> _Records for the task_:

= = = = =

//! Unified error types and result handling.
//!
//! Core operations return [`Error`]; the HTTP layer maps each variant onto a
//! status code in [`crate::api::error`].

use thiserror::Error;

/// Application error type shared by every layer.
#[derive(Debug, Error)]
pub enum Error {
    /// Configuration could not be read or is invalid
    #[error("Configuration error: {message}")]
    Config {
        /// What went wrong
        message: String,
    },

    /// Input failed a business validation rule
    #[error("Validation error: {message}")]
    Validation {
        /// What went wrong
        message: String,
    },

    /// A monetary amount was zero, negative, or not finite where that is not allowed
    #[error("Invalid amount: {amount}")]
    InvalidAmount {
        /// The rejected amount
        amount: f64,
    },

    /// A quantity was zero or negative where that is not allowed
    #[error("Invalid quantity: {quantity}")]
    InvalidQuantity {
        /// The rejected quantity
        quantity: i32,
    },

    /// A record does not exist (or belongs to another outlet)
    #[error("{entity} {id} not found")]
    NotFound {
        /// Entity name, e.g. `"product"`
        entity: &'static str,
        /// Identifier that was looked up
        id: String,
    },

    /// A state transition is not allowed from the record's current state
    #[error("Cannot {action} {entity} in state {state}")]
    InvalidState {
        /// Entity name, e.g. `"session"`
        entity: &'static str,
        /// Current state of the record
        state: String,
        /// Attempted action
        action: &'static str,
    },

    /// The record already exists
    #[error("Conflict: {message}")]
    Conflict {
        /// What collided
        message: String,
    },

    /// A customer tried to pay more than they owe
    #[error("Payment of {amount} exceeds outstanding balance {balance}")]
    Overpayment {
        /// Amount offered
        amount: f64,
        /// Outstanding balance
        balance: f64,
    },

    /// The caller has no identity
    #[error("Authentication required")]
    Unauthenticated,

    /// The caller is not allowed to perform the operation
    #[error("Permission denied: {message}")]
    Forbidden {
        /// Why access was denied
        message: String,
    },

    /// Database error from `SeaORM`
    #[error("Database error: {0}")]
    Database(#[from] sea_orm::DbErr),

    /// I/O error
    #[error("I/O error: {0}")]
    Io(#[from] std::io::Error),

    /// CSV parse or write error
    #[error("CSV error: {0}")]
    Csv(#[from] csv::Error),

    /// Integer conversion overflow
    #[error("Numeric conversion error: {0}")]
    NumericConversion(#[from] std::num::TryFromIntError),
}

impl Error {
    /// Shorthand for [`Error::NotFound`].
    pub fn not_found(entity: &'static str, id: impl ToString) -> Self {
        Self::NotFound {
            entity,
            id: id.to_string(),
        }
    }

    /// Shorthand for [`Error::Validation`].
    pub fn validation(message: impl Into<String>) -> Self {
        Self::Validation {
            message: message.into(),
        }
    }

    /// Shorthand for [`Error::Forbidden`].
    pub fn forbidden(message: impl Into<String>) -> Self {
        Self::Forbidden {
            message: message.into(),
        }
    }
}

/// Convenience `Result` type
pub type Result<T> = std::result::Result<T, Error>;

= = = = =

> _The problem_:
Your task is to reproduce all the material exactly as it stands.

> _Response below_:
//! Unified error types and result handling.
//!
//! Core operations return [`Error`]; the HTTP layer maps each variant onto a
//! status code in [`crate::api::error`].

use thiserror::Error;

/// Application error type shared by every layer.
#[derive(Debug, Error)]
pub enum Error {
    /// Configuration could not be read or is invalid
    #[error("Configuration error: {message}")]
    Config {
        /// What went wrong
        message: String,
    },

    /// Input failed a business validation rule
    #[error("Validation error: {message}")]
    Validation {
        /// What went wrong
        message: String,
    },

    /// A monetary amount was zero, negative, or not finite where that is not allowed
    #[error("Invalid amount: {amount}")]
    InvalidAmount {
        /// The rejected amount
        amount: f64,
    },

    /// A quantity was zero or negative where that is not allowed
    #[error("Invalid quantity: {quantity}")]
    InvalidQuantity {
        /// The rejected quantity
        quantity: i32,
    },

    /// A record does not exist (or belongs to another outlet)
    #[error("{entity} {id} not found")]
    NotFound {
        /// Entity name, e.g. `"product"`
        entity: &'static str,
        /// Identifier that was looked up
        id: String,
    },

    /// A state transition is not allowed from the record's current state
    #[error("Cannot {action} {entity} in state {state}")]
    InvalidState {
        /// Entity name, e.g. `"session"`
        entity: &'static str,
        /// Current state of the record
        state: String,
        /// Attempted action
        action: &'static str,
    },

    /// The record already exists
    #[error("Conflict: {message}")]
    Conflict {
        /// What collided
        message: String,
    },

    /// A customer tried to pay more than they owe
    #[error("Payment of {amount} exceeds outstanding balance {balance}")]
    Overpayment {
        /// Amount offered
        amount: f64,
        /// Outstanding balance
        balance: f64,
    },

    /// The caller has no identity
    #[error("Authentication required")]
    Unauthenticated,

    /// The caller is not allowed to perform the operation
    #[error("Permission denied: {message}")]
    Forbidden {
        /// Why access was denied
        message: String,
    },

    /// Database error from `SeaORM`
    #[error("Database error: {0}")]
    Database(#[from] sea_orm::DbErr),

    /// I/O error
    #[error("I/O error: {0}")]
    Io(#[from] std::io::Error),

    /// CSV parse or write error
    #[error("CSV error: {0}")]
    Csv(#[from] csv::Error),

    /// Integer conversion overflow
    #[error("Numeric conversion error: {0}")]
    NumericConversion(#[from] std::num::TryFromIntError),
}

impl Error {
    /// Shorthand for [`Error::NotFound`].
    pub fn not_found(entity: &'static str, id: impl ToString) -> Self {
        Self::NotFound {
            entity,
            id: id.to_string(),
        }
    }

    /// Shorthand for [`Error::Validation`].
    pub fn validation(message: impl Into<String>) -> Self {
        Self::Validation {
            message: message.into(),
        }
    }

    /// Shorthand for [`Error::Forbidden`].
    pub fn forbidden(message: impl Into<String>) -> Self {
        Self::Forbidden {
            message: message.into(),
        }
    }
}

/// Convenience `Result` type
pub type Result<T> = std::result::Result<T, Error>;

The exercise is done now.